_DIRECTIONS_:
Take every line in the entries that includes the word "Result" and copy it.

_MATERIAL PROVIDED_:
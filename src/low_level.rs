use crate::error::{ParseError, SpecError};
use crate::value::{FlagValue, Value};
use std::collections::HashMap;
use std::iter;
use tracing::trace;

/// A registered flag: its name, usage text and backing value.
#[derive(Debug)]
pub struct Flag {
    pub name: String,
    pub usage: String,
    pub value: FlagValue,
    default: Option<String>,
}

impl Flag {
    /// The value's rendering at registration time, when it is not the zero value.
    pub fn default_text(&self) -> Option<&str> {
        self.default.as_deref()
    }
}

#[derive(Debug, PartialEq, Eq)]
enum Token {
    Name(String),
    Word(String),
    Assignment { name: String, value: String },
    Separator,
}

impl Token {
    fn parse(s: String) -> Result<Self, ParseError> {
        if s == "--" {
            return Ok(Token::Separator);
        }
        if s.len() < 2 || !s.starts_with('-') {
            return Ok(Token::Word(s));
        }
        let name = s.strip_prefix("--").unwrap_or(&s[1..]);
        if name.starts_with('-') || name.starts_with('=') {
            return Err(ParseError::BadSyntax(s));
        }
        Ok(match name.split_once('=') {
            Some((name, value)) => Token::Assignment {
                name: name.to_string(),
                value: value.to_string(),
            },
            None => Token::Name(name.to_string()),
        })
    }
}

/// Flag table plus the token loop that feeds arguments to it.
#[derive(Debug, Default)]
pub struct LowLevelParser {
    flags: Vec<Flag>,
    name_to_index: HashMap<String, usize>,
    visited: Vec<usize>,
}

impl LowLevelParser {
    pub fn register(
        &mut self,
        name: &str,
        usage: &str,
        value: FlagValue,
    ) -> Result<(), SpecError> {
        if name.is_empty() {
            return Err(SpecError::EmptyName);
        }
        if name.starts_with('-') {
            return Err(SpecError::LeadingDash(name.to_string()));
        }
        if name.contains('=') {
            return Err(SpecError::ContainsEquals(name.to_string()));
        }
        if self.name_to_index.contains_key(name) {
            return Err(SpecError::NameUsedMultipleTimes(name.to_string()));
        }
        self.name_to_index
            .insert(name.to_string(), self.flags.len());
        self.flags.push(Flag {
            name: name.to_string(),
            usage: usage.to_string(),
            default: value.default_text(),
            value,
        });
        Ok(())
    }

    /// Parses flags until the first non-flag argument or `--`, returning the
    /// unconsumed arguments. The visited set is reset at the start of each call.
    pub fn parse<A: IntoIterator<Item = String>>(
        &mut self,
        args: A,
    ) -> Result<Vec<String>, ParseError> {
        self.visited.clear();
        let mut args_iter = args.into_iter();
        while let Some(arg) = args_iter.next() {
            match Token::parse(arg)? {
                Token::Separator => break,
                Token::Word(word) => return Ok(iter::once(word).chain(args_iter).collect()),
                Token::Name(name) => {
                    let index = self.lookup(&name)?;
                    let value = if self.flags[index].value.is_bool() {
                        "true".to_string()
                    } else {
                        args_iter
                            .next()
                            .ok_or_else(|| ParseError::ArgumentLacksParameter(name.clone()))?
                    };
                    self.set(index, value)?;
                }
                Token::Assignment { name, value } => {
                    let index = self.lookup(&name)?;
                    self.set(index, value)?;
                }
            }
        }
        Ok(args_iter.collect())
    }

    fn lookup(&self, name: &str) -> Result<usize, ParseError> {
        match self.name_to_index.get(name) {
            Some(index) => Ok(*index),
            None if name == "h" || name == "help" => Err(ParseError::Help),
            None => Err(ParseError::UnknownName(name.to_string())),
        }
    }

    fn set(&mut self, index: usize, value: String) -> Result<(), ParseError> {
        let flag = &mut self.flags[index];
        trace!(flag = %flag.name, value = %value, "setting flag");
        flag.value
            .set(&value)
            .map_err(|source| ParseError::InvalidValue {
                name: flag.name.clone(),
                value,
                source,
            })?;
        if !self.visited.contains(&index) {
            self.visited.push(index);
        }
        Ok(())
    }

    pub fn flags(&self) -> &[Flag] {
        &self.flags
    }

    pub fn get(&self, name: &str) -> Option<&Flag> {
        self.name_to_index.get(name).map(|&index| &self.flags[index])
    }

    pub fn get_mut(&mut self, name: &str) -> Option<&mut Flag> {
        match self.name_to_index.get(name) {
            Some(&index) => Some(&mut self.flags[index]),
            None => None,
        }
    }

    /// Flags assigned during the last parse, in the order they were first set.
    pub fn visited(&self) -> impl Iterator<Item = &Flag> {
        self.visited.iter().map(move |&index| &self.flags[index])
    }

    pub fn is_visited(&self, name: &str) -> bool {
        self.name_to_index
            .get(name)
            .map_or(false, |index| self.visited.contains(index))
    }
}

_RESPONSE BOX_:
    fn parse(s: String) -> Result<Self, ParseError> {
    ) -> Result<(), SpecError> {
    ) -> Result<Vec<String>, ParseError> {
    fn lookup(&self, name: &str) -> Result<usize, ParseError> {
    fn set(&mut self, index: usize, value: String) -> Result<(), ParseError> {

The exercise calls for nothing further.